* [What the task asks]: Please copy every line from the records below that contains the string "Uuid".

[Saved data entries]
=== Begin Enclosure ===

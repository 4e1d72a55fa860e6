//! Router-level checks that never reach the database: every request here is
//! rejected by an extractor or a role guard before a query would run.

use axum::{
    Router,
    body::{Body, to_bytes},
    http::{Request, StatusCode, header},
};
use serde_json::Value;
use sqlx::postgres::PgPoolOptions;
use storefront_api::{config::AppConfig, models::Role, routes::build_app, state::AppState};
use tower::ServiceExt;
use uuid::Uuid;

const SECRET: &str = "test-secret-test-secret-test-secret";

fn state() -> AppState {
    let config = AppConfig {
        database_url: "postgres://nobody@127.0.0.1:1/none".into(),
        host: "127.0.0.1".into(),
        port: 0,
        max_connections: 1,
        jwt_secret: SECRET.into(),
        jwt_ttl_hours: 1,
    };
    let pool = PgPoolOptions::new()
        .max_connections(1)
        .connect_lazy(&config.database_url)
        .expect("lazy pool");
    AppState::new(pool, &config)
}

fn app_with_token(role: Role) -> (Router, String) {
    let state = state();
    let (token, _) = state
        .jwt
        .issue(Uuid::new_v4(), "someone@example.com", role)
        .expect("token");
    (build_app(state), token)
}

async fn json_body(response: axum::response::Response) -> Value {
    let bytes = to_bytes(response.into_body(), usize::MAX).await.unwrap();
    serde_json::from_slice(&bytes).unwrap()
}

#[tokio::test]
async fn health_is_public() {
    let app = build_app(state());
    let response = app
        .oneshot(Request::get("/health").body(Body::empty()).unwrap())
        .await
        .unwrap();
    assert_eq!(response.status(), StatusCode::OK);
    assert!(response.headers().contains_key("x-request-id"));
}

#[tokio::test]
async fn unknown_route_is_not_found() {
    let app = build_app(state());
    let response = app
        .oneshot(Request::get("/nope").body(Body::empty()).unwrap())
        .await
        .unwrap();
    assert_eq!(response.status(), StatusCode::NOT_FOUND);
    let body = json_body(response).await;
    assert_eq!(body["data"]["path"], "/nope");
}

#[tokio::test]
async fn cart_requires_token() {
    let app = build_app(state());
    let response = app
        .oneshot(Request::get("/cart").body(Body::empty()).unwrap())
        .await
        .unwrap();
    assert_eq!(response.status(), StatusCode::UNAUTHORIZED);
}

#[tokio::test]
async fn forged_token_is_rejected() {
    let app = build_app(state());
    let response = app
        .oneshot(
            Request::get("/orders")
                .header(header::AUTHORIZATION, "Bearer not.a.jwt")
                .body(Body::empty())
                .unwrap(),
        )
        .await
        .unwrap();
    assert_eq!(response.status(), StatusCode::UNAUTHORIZED);
}

#[tokio::test]
async fn buyer_adding_product_is_unauthorized_even_with_garbage_body() {
    let (app, token) = app_with_token(Role::Buyer);
    let response = app
        .oneshot(
            Request::post("/product")
                .header(header::AUTHORIZATION, format!("Bearer {token}"))
                .header(header::CONTENT_TYPE, "application/json")
                .body(Body::from("{ this is not json"))
                .unwrap(),
        )
        .await
        .unwrap();
    assert_eq!(response.status(), StatusCode::UNAUTHORIZED);
}

#[tokio::test]
async fn buyer_adding_valid_product_is_unauthorized() {
    let (app, token) = app_with_token(Role::Buyer);
    let body = serde_json::json!({
        "name": "Phone",
        "description": "A phone",
        "quantity": 3,
        "price": "99.99",
        "category": "Electronics"
    });
    let response = app
        .oneshot(
            Request::post("/product")
                .header(header::AUTHORIZATION, format!("Bearer {token}"))
                .header(header::CONTENT_TYPE, "application/json")
                .body(Body::from(body.to_string()))
                .unwrap(),
        )
        .await
        .unwrap();
    assert_eq!(response.status(), StatusCode::UNAUTHORIZED);
}

#[tokio::test]
async fn seller_with_malformed_body_gets_bad_request() {
    let (app, token) = app_with_token(Role::Seller);
    let response = app
        .oneshot(
            Request::post("/product")
                .header(header::AUTHORIZATION, format!("Bearer {token}"))
                .header(header::CONTENT_TYPE, "application/json")
                .body(Body::from("{ this is not json"))
                .unwrap(),
        )
        .await
        .unwrap();
    assert_eq!(response.status(), StatusCode::BAD_REQUEST);
}

#[tokio::test]
async fn buyer_updating_product_is_unauthorized() {
    let (app, token) = app_with_token(Role::Buyer);
    let response = app
        .oneshot(
            Request::put(format!("/product/{}", Uuid::new_v4()))
                .header(header::AUTHORIZATION, format!("Bearer {token}"))
                .header(header::CONTENT_TYPE, "application/json")
                .body(Body::from("{}"))
                .unwrap(),
        )
        .await
        .unwrap();
    assert_eq!(response.status(), StatusCode::UNAUTHORIZED);
}

#[tokio::test]
async fn non_admin_cannot_list_users() {
    let (app, token) = app_with_token(Role::Seller);
    let response = app
        .oneshot(
            Request::get("/admin/users")
                .header(header::AUTHORIZATION, format!("Bearer {token}"))
                .body(Body::empty())
                .unwrap(),
        )
        .await
        .unwrap();
    assert_eq!(response.status(), StatusCode::FORBIDDEN);
}

#[tokio::test]
async fn token_cookie_is_accepted_in_place_of_header() {
    let (app, token) = app_with_token(Role::Buyer);
    let response = app
        .oneshot(
            Request::get("/admin/orders")
                .header(header::COOKIE, format!("theme=dark; token={token}"))
                .body(Body::empty())
                .unwrap(),
        )
        .await
        .unwrap();
    // Authenticated as a buyer, so the admin guard answers, not the token check.
    assert_eq!(response.status(), StatusCode::FORBIDDEN);
}

#[tokio::test]
async fn buyer_cannot_change_order_status() {
    let (app, token) = app_with_token(Role::Buyer);
    let response = app
        .oneshot(
            Request::put(format!("/orders/{}/status", Uuid::new_v4()))
                .header(header::AUTHORIZATION, format!("Bearer {token}"))
                .header(header::CONTENT_TYPE, "application/json")
                .body(Body::from(r#"{"status":"shipped"}"#))
                .unwrap(),
        )
        .await
        .unwrap();
    assert_eq!(response.status(), StatusCode::FORBIDDEN);
}

#[tokio::test]
async fn unknown_sort_column_is_rejected() {
    let app = build_app(state());
    let response = app
        .oneshot(
            Request::get("/products?sort_by=password_hash")
                .body(Body::empty())
                .unwrap(),
        )
        .await
        .unwrap();
    assert_eq!(response.status(), StatusCode::BAD_REQUEST);
    let body = json_body(response).await;
    assert!(body["message"].as_str().unwrap().contains("password_hash"));
}

#[tokio::test]
async fn register_missing_field_is_a_json_bad_request() {
    let app = build_app(state());
    let response = app
        .oneshot(
            Request::post("/register")
                .header(header::CONTENT_TYPE, "application/json")
                .body(Body::from(r#"{"email":"a@b.c"}"#))
                .unwrap(),
        )
        .await
        .unwrap();
    assert_eq!(response.status(), StatusCode::BAD_REQUEST);
    let body = json_body(response).await;
    assert!(body["message"].as_str().unwrap().contains("password"));
    assert!(body["data"]["error"].is_string());
}

#[tokio::test]
async fn register_without_content_type_is_a_json_bad_request() {
    let app = build_app(state());
    let response = app
        .oneshot(
            Request::post("/register")
                .body(Body::from(r#"{"email":"a@b.c","password":"long-enough-password"}"#))
                .unwrap(),
        )
        .await
        .unwrap();
    assert_eq!(response.status(), StatusCode::BAD_REQUEST);
    let body = json_body(response).await;
    assert!(body["message"].is_string());
}

#[tokio::test]
async fn cart_add_with_malformed_product_id_is_a_json_bad_request() {
    let (app, token) = app_with_token(Role::Buyer);
    let response = app
        .oneshot(
            Request::post("/cart")
                .header(header::AUTHORIZATION, format!("Bearer {token}"))
                .header(header::CONTENT_TYPE, "application/json")
                .body(Body::from(r#"{"product_id":"nope","quantity":1}"#))
                .unwrap(),
        )
        .await
        .unwrap();
    assert_eq!(response.status(), StatusCode::BAD_REQUEST);
    let body = json_body(response).await;
    assert!(body["message"].as_str().unwrap().contains("product_id"));
}

#[tokio::test]
async fn non_numeric_page_is_a_json_bad_request() {
    let app = build_app(state());
    let response = app
        .oneshot(Request::get("/products?page=abc").body(Body::empty()).unwrap())
        .await
        .unwrap();
    assert_eq!(response.status(), StatusCode::BAD_REQUEST);
    let body = json_body(response).await;
    assert!(body["message"].is_string());
}

#[tokio::test]
async fn admin_role_cannot_be_self_registered() {
    let app = build_app(state());
    let body = serde_json::json!({
        "email": "boss@example.com",
        "password": "long-enough-password",
        "role": "admin"
    });
    let response = app
        .oneshot(
            Request::post("/register")
                .header(header::CONTENT_TYPE, "application/json")
                .body(Body::from(body.to_string()))
                .unwrap(),
        )
        .await
        .unwrap();
    assert_eq!(response.status(), StatusCode::BAD_REQUEST);
    let body = json_body(response).await;
    assert!(body["message"].as_str().unwrap().contains("admin"));
}

#[tokio::test]
async fn short_password_is_rejected() {
    let app = build_app(state());
    let body = serde_json::json!({ "email": "a@example.com", "password": "short" });
    let response = app
        .oneshot(
            Request::post("/register")
                .header(header::CONTENT_TYPE, "application/json")
                .body(Body::from(body.to_string()))
                .unwrap(),
        )
        .await
        .unwrap();
    assert_eq!(response.status(), StatusCode::BAD_REQUEST);
}

#[tokio::test]
async fn docs_are_served() {
    let app = build_app(state());
    let response = app
        .oneshot(Request::get("/docs").body(Body::empty()).unwrap())
        .await
        .unwrap();
    assert_eq!(response.status(), StatusCode::OK);
}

=== End Enclosure ===

* [Finished task]:
use uuid::Uuid;
        .issue(Uuid::new_v4(), "someone@example.com", role)
            Request::put(format!("/product/{}", Uuid::new_v4()))
            Request::put(format!("/orders/{}/status", Uuid::new_v4()))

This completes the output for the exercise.